◆ Source data:
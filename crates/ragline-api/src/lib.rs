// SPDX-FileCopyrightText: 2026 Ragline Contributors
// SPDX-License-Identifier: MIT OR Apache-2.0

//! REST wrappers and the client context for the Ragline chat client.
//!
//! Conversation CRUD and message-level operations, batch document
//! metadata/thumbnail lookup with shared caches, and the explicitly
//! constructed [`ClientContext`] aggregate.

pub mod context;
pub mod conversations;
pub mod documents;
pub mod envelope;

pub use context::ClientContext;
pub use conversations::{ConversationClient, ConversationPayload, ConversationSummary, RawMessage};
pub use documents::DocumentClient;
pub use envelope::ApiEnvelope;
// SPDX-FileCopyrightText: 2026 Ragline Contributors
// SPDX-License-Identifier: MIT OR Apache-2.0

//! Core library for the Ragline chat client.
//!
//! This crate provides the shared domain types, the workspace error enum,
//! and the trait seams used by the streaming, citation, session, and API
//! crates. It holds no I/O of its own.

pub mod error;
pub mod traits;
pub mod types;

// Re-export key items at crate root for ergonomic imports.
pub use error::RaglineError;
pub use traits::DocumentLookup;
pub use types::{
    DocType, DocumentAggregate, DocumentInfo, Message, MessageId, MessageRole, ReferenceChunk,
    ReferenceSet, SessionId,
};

◆ Task prompt:
Each line from the one containing "pub mod conversations;" down to the last line of the material above is to be transcribed exactly, with nothing else included.

◆ Solution:
pub mod conversations;
pub mod documents;
pub mod envelope;

pub use context::ClientContext;
pub use conversations::{ConversationClient, ConversationPayload, ConversationSummary, RawMessage};
pub use documents::DocumentClient;
pub use envelope::ApiEnvelope;
// SPDX-FileCopyrightText: 2026 Ragline Contributors
// SPDX-License-Identifier: MIT OR Apache-2.0

//! Core library for the Ragline chat client.
//!
//! This crate provides the shared domain types, the workspace error enum,
//! and the trait seams used by the streaming, citation, session, and API
//! crates. It holds no I/O of its own.

pub mod error;
pub mod traits;
pub mod types;

// Re-export key items at crate root for ergonomic imports.
pub use error::RaglineError;
pub use traits::DocumentLookup;
pub use types::{
    DocType, DocumentAggregate, DocumentInfo, Message, MessageId, MessageRole, ReferenceChunk,
    ReferenceSet, SessionId,
};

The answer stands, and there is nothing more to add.